[Editor’s Note: Today’s guest post is from a Warrior Mom who endured a traumatic childhood and wants other moms to know they don’t have to end up like their own parents. When you feel triggered, you can choose how to react. You can choose to breathe. -Jenna]
I see you. I see you milling thru another day as someone’s mom. A little human being’s teacher, his guide thru this world.
Maybe you’re pushing a fire truck around with your son and pretending to put out a fire. Maybe you’re changing a diaper and making a funny face at your child as you wipe their bottom for the 17293728th time.
Maybe you’re just going thru the motions while your mind processes something completely different: another time, another place, another child.
Growing up in an abusive household, you often don’t realize that your life is not the norm. You are accustomed to being hit, cut down, bullied, taken advantage of, etc. You begin to brick up your heart and your emotions. You build your wall and before you know it, no one can hurt you. No one can get to you.
The tears become less about being sad and more of an automatic, robotic even, reaction. The yelling becomes less about making a point and more about survival.
Maybe you’re like me: You grow up, move out and in from your childhood, you get married, and you start your own big girl life. You’re in love, and you don’t care who knows it!
Along with marriage comes highs and lows. Though the highs may carry you thru the lows, you enjoy them with discretion, because history has taught you that behind every joy, animosity lurks not far.
“Don’t get too happy,” your subconscious reminds you. “This peace of mind is not what we do!” So you get used to feeling most of the way happy, but never letting yourself 100% feel it.
Then you meet the human that has been growing in your body for nine months (or maybe you adopted, but either way, you’re a mama now.) Then that wall, it begins to sway, like a hurricane is beating down on one side of it. Now you’re a little scared.
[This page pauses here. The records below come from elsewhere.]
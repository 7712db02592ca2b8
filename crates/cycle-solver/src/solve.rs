//! The Picard fixed-point outer loop (§4.4): assemble behaviour and solve
//! order once up front, then repeatedly run every ready unit's local
//! update, relax, and check convergence.

use std::collections::HashMap;

use cycle_core::{Real, UnitId};
use cycle_fluids::WorkFluid;
use cycle_graph::{Channel, Graph, Polarity, PortRole, UnitKind};

use cycle_components::common::inputs_ready;
use cycle_components::{atmosphere, combustion_chamber, compressor, inlet, load, nozzle, outlet, sink, source, turbine};

use crate::builder::{Cycle, UnitFluids, UnitParams};
use crate::error::{SolverError, SolverResult};

/// Outer-loop tuning. Defaults match §4.4/§9's stated typical values.
#[derive(Debug, Clone, Copy)]
#[cfg_attr(feature = "serde", derive(serde::Serialize, serde::Deserialize))]
pub struct SolveConfig {
    pub max_iterations: usize,
    pub tolerance: Real,
    /// Under-relaxation factor applied to every stream each pass; 1.0 is no
    /// relaxation.
    pub omega: Real,
}

impl Default for SolveConfig {
    fn default() -> Self {
        Self {
            max_iterations: 50,
            tolerance: 1e-2,
            omega: 1.0,
        }
    }
}

/// Outcome of a successful solve: how many outer iterations it took and the
/// residual it converged to.
#[derive(Debug, Clone, Copy)]
pub struct SolveReport {
    pub iterations: usize,
    pub max_residual: Real,
}

/// Run behaviour inference, compute solve order, seed the backward-flowing
/// ports that would otherwise stall the first outer iteration, then iterate
/// to convergence.
pub fn solve(cycle: &mut Cycle, config: &SolveConfig) -> SolverResult<SolveReport> {
    cycle_graph::run_to_fixed_point(&mut cycle.graph, cycle_graph::behaviour::DEFAULT_MAX_PASSES)?;
    cycle_graph::validate_polarity_uniqueness(&cycle.graph)?;
    let order = cycle_graph::topological_order(&cycle.graph)?;

    seed_initial_guesses(cycle, &order)?;

    for iteration in 0..config.max_iterations {
        for stream in cycle.graph.streams_mut() {
            stream.previous = stream.value;
        }

        for &unit in &order {
            if !inputs_ready(&cycle.graph, unit) {
                continue;
            }
            dispatch(cycle, unit)?;
        }

        for stream in cycle.graph.streams_mut() {
            stream.relax(config.omega);
        }

        let max_residual = cycle
            .graph
            .streams()
            .iter()
            .map(|s| s.residual())
            .fold(0.0_f64, f64::max);

        tracing::info!(iteration, max_residual, "outer iteration");

        if max_residual < config.tolerance {
            return Ok(SolveReport {
                iterations: iteration + 1,
                max_residual,
            });
        }
    }

    let max_residual = cycle
        .graph
        .streams()
        .iter()
        .map(|s| s.residual())
        .fold(0.0_f64, f64::max);
    tracing::warn!(
        iterations = config.max_iterations,
        max_residual,
        tolerance = config.tolerance,
        "outer loop did not converge"
    );
    Err(SolverError::ConvergenceFailed {
        iterations: config.max_iterations,
        max_residual,
        tolerance: config.tolerance,
    })
}

fn dispatch(cycle: &mut Cycle, unit: UnitId) -> SolverResult<()> {
    let kind = cycle.graph.unit(unit).expect("unit exists").kind;
    let params = cycle
        .params
        .get(&unit)
        .unwrap_or_else(|| panic!("unit {unit} has no parameters registered"));
    let fluids = cycle
        .fluids
        .get(&unit)
        .copied()
        .unwrap_or(UnitFluids::Single(WorkFluid::AmbientAir));

    match (kind, params) {
        (UnitKind::Inlet, UnitParams::Inlet(p)) => inlet::update(&mut cycle.graph, unit, p)?,
        (UnitKind::Compressor, UnitParams::Compressor(p)) => {
            compressor::update(&mut cycle.graph, unit, p, fluids.single())?
        }
        (UnitKind::Turbine, UnitParams::Turbine(p)) => {
            turbine::update(&mut cycle.graph, unit, p, fluids.single())?
        }
        (UnitKind::CombustionChamber, UnitParams::CombustionChamber(p)) => {
            let (fluid_in, fluid_out) = match fluids {
                UnitFluids::Transition { fluid_in, fluid_out } => (fluid_in, fluid_out),
                UnitFluids::Single(f) => (f, f),
            };
            combustion_chamber::update(&mut cycle.graph, unit, p, fluid_in, fluid_out)?
        }
        (UnitKind::Source, UnitParams::Source(p)) => {
            let (fluid, return_fluid) = match fluids {
                UnitFluids::Transition { fluid_in, fluid_out } => (fluid_in, fluid_out),
                UnitFluids::Single(f) => (f, f),
            };
            source::update(&mut cycle.graph, unit, p, fluid, return_fluid)?
        }
        (UnitKind::Sink, UnitParams::Sink(p)) => sink::update(&mut cycle.graph, unit, p)?,
        (UnitKind::Outlet { .. }, UnitParams::Outlet(p)) => {
            outlet::update(&mut cycle.graph, unit, p, fluids.single())?
        }
        (UnitKind::Nozzle { .. }, UnitParams::Nozzle(p)) => {
            nozzle::update(&mut cycle.graph, unit, p, fluids.single())?
        }
        (UnitKind::Atmosphere, UnitParams::Atmosphere(p)) => atmosphere::update(&mut cycle.graph, unit, p)?,
        (UnitKind::Load { .. }, UnitParams::Load(p)) => load::update(&mut cycle.graph, unit, p)?,
        (kind, _) => panic!("unit {unit} of kind {kind:?} has mismatched parameters"),
    }
    Ok(())
}

/// Pre-seed the backward-flowing ports that would otherwise deadlock the
/// first outer iteration (§9 "initial guesses"):
///
/// - The atmosphere's own vestigial `Input` ports (five gas-dynamic
///   channels plus the static-inlet temperature) are structurally
///   necessary but never actually read by [`atmosphere::update`]; since
///   the atmosphere runs first in solve order but its sole neighbour runs
///   last, they're unconditionally seeded with harmless defaults rather
///   than surfaced as a missing-guess error.
/// - A turbine in downstream-compressor-turbine orientation, or a
///   combustion chamber/source computing its inlet pressure backward,
///   needs an explicit seed (`TurbineParams::initial_p_out` /
///   `CombustionChamberParams::initial_p_in` / `SourceParams::initial_p_in`);
///   its absence is a [`SolverError::MissingInitialGuess`], not silently
///   defaulted, because there's no value that's "harmless" to guess at a
///   real thermodynamic state.
fn seed_initial_guesses(cycle: &mut Cycle, order: &[UnitId]) -> SolverResult<()> {
    for &unit in order {
        let kind = cycle.graph.unit(unit).expect("unit exists").kind;
        if kind != UnitKind::Atmosphere {
            continue;
        }
        let t0 = match cycle.params.get(&unit) {
            Some(UnitParams::Atmosphere(p)) => p.t0,
            _ => panic!("atmosphere unit has no AtmosphereParams registered"),
        };
        let p0 = match cycle.params.get(&unit) {
            Some(UnitParams::Atmosphere(p)) => p.p0,
            _ => unreachable!(),
        };
        cycle.graph.set_gas_value(unit, PortRole::Inlet, Channel::Temperature, t0);
        cycle.graph.set_gas_value(unit, PortRole::Inlet, Channel::Pressure, p0);
        cycle
            .graph
            .set_gas_value(unit, PortRole::Inlet, Channel::Alpha, f64::INFINITY);
        cycle
            .graph
            .set_gas_value(unit, PortRole::Inlet, Channel::FlowFraction, 1.0);
        cycle
            .graph
            .set_gas_value(unit, PortRole::Inlet, Channel::FuelFlowFraction, 0.0);
        cycle
            .graph
            .set_value_at(unit, PortRole::Inlet, Channel::StaticTemperature, t0);
    }

    for &unit in order {
        let kind = cycle.graph.unit(unit).expect("unit exists").kind;
        match kind {
            UnitKind::Turbine => seed_turbine(cycle, unit)?,
            UnitKind::CombustionChamber => seed_pressure_backward(cycle, unit, |p| match p {
                UnitParams::CombustionChamber(p) => p.initial_p_in,
                _ => None,
            })?,
            UnitKind::Source => seed_pressure_backward(cycle, unit, |p| match p {
                UnitParams::Source(p) => p.initial_p_in,
                _ => None,
            })?,
            _ => {}
        }
    }
    Ok(())
}

fn seed_turbine(cycle: &mut Cycle, unit: UnitId) -> SolverResult<()> {
    let inlet_pressure_downstream = cycle
        .graph
        .unit(unit)
        .expect("unit exists")
        .gas_slot(PortRole::Inlet, Channel::Pressure)
        .polarity
        == Polarity::Output;
    let outlet_pressure_downstream = cycle
        .graph
        .unit(unit)
        .expect("unit exists")
        .gas_slot(PortRole::Outlet, Channel::Pressure)
        .polarity
        == Polarity::Input;

    if outlet_pressure_downstream && cycle.graph.gas_value(unit, PortRole::Outlet, Channel::Pressure).is_none() {
        let seed = match cycle.params.get(&unit) {
            Some(UnitParams::Turbine(p)) => p.initial_p_out,
            _ => None,
        };
        let seed = seed.ok_or(SolverError::MissingInitialGuess {
            what: "turbine downstream orientation needs TurbineParams::initial_p_out",
        })?;
        cycle.graph.set_gas_value(unit, PortRole::Outlet, Channel::Pressure, seed);
    }
    if inlet_pressure_downstream && cycle.graph.gas_value(unit, PortRole::Inlet, Channel::Pressure).is_none() {
        let seed = match cycle.params.get(&unit) {
            Some(UnitParams::Turbine(p)) => p.initial_p_in,
            _ => None,
        };
        let seed = seed.ok_or(SolverError::MissingInitialGuess {
            what: "turbine upstream-from-power-turbine orientation needs TurbineParams::initial_p_in",
        })?;
        cycle.graph.set_gas_value(unit, PortRole::Inlet, Channel::Pressure, seed);
    }
    Ok(())
}

fn seed_pressure_backward(
    cycle: &mut Cycle,
    unit: UnitId,
    seed_of: impl Fn(&UnitParams) -> Option<Real>,
) -> SolverResult<()> {
    let downstream_orientation = cycle
        .graph
        .unit(unit)
        .expect("unit exists")
        .gas_slot(PortRole::Inlet, Channel::Pressure)
        .polarity
        == Polarity::Output;
    if !downstream_orientation {
        return Ok(());
    }
    if cycle.graph.gas_value(unit, PortRole::Inlet, Channel::Pressure).is_some() {
        return Ok(());
    }
    let seed = cycle
        .params
        .get(&unit)
        .and_then(seed_of)
        .ok_or(SolverError::MissingInitialGuess {
            what: "downstream combustion chamber or mixing source needs its initial_p_in seed",
        })?;
    cycle.graph.set_gas_value(unit, PortRole::Inlet, Channel::Pressure, seed);
    Ok(())
}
What is this sorcery? Excuse me, little bald person, but who are you to waltz in and take over my thoughts like this? Wall demolished. Gone.
Fast forward a few years. The little bald person has turned into a slightly taller, slightly hairier person and today, he wakes up in a mood. Nothing you mention does he want for breakfast. He doesn’t want to get dressed. He refuses to brush his teeth. You hand him a toy and he throws it at you.
You feel your gears starting grind. That feeling of beginning to lose your cool.
Logically, you know that you are trying to reason with a toddler. But at this point, you have learned that logic and toddler do not belong in the same sentence. That toy he hurled at you earlier? That you calmly picked up and handed back to him four times? Here it comes again. This time, your blood boils.
It’s time for limits to be set and bad habits to start being curbed. But then… you freeze.
You see your face in your child’s face. You’re both scared. He, because he can sense that you’re upset. You, because you remember the feeling of being trapped. You break down and cry while your child comforts you and pats your shoulder.
“Why am I crying?!,” you wonder.
Dig a little deeper and you’ll feel it. You are terrified of becoming what you once feared.
This is where you breathe.
You are a compassionate, feeling, caring, nurturing woman. You lived that chapter. It’s over. You lived that book. It’s over. Time for the sequel.
Breathe in your child’s adoration of his mother. Breathe out your self-doubt. Breathe in the freedom of loving and raising your child to be a kind human being. Breathe out the unkindness and animosity of your childhood.
Breathe, mama. You are not your parents. You are not your abusers. You are not them.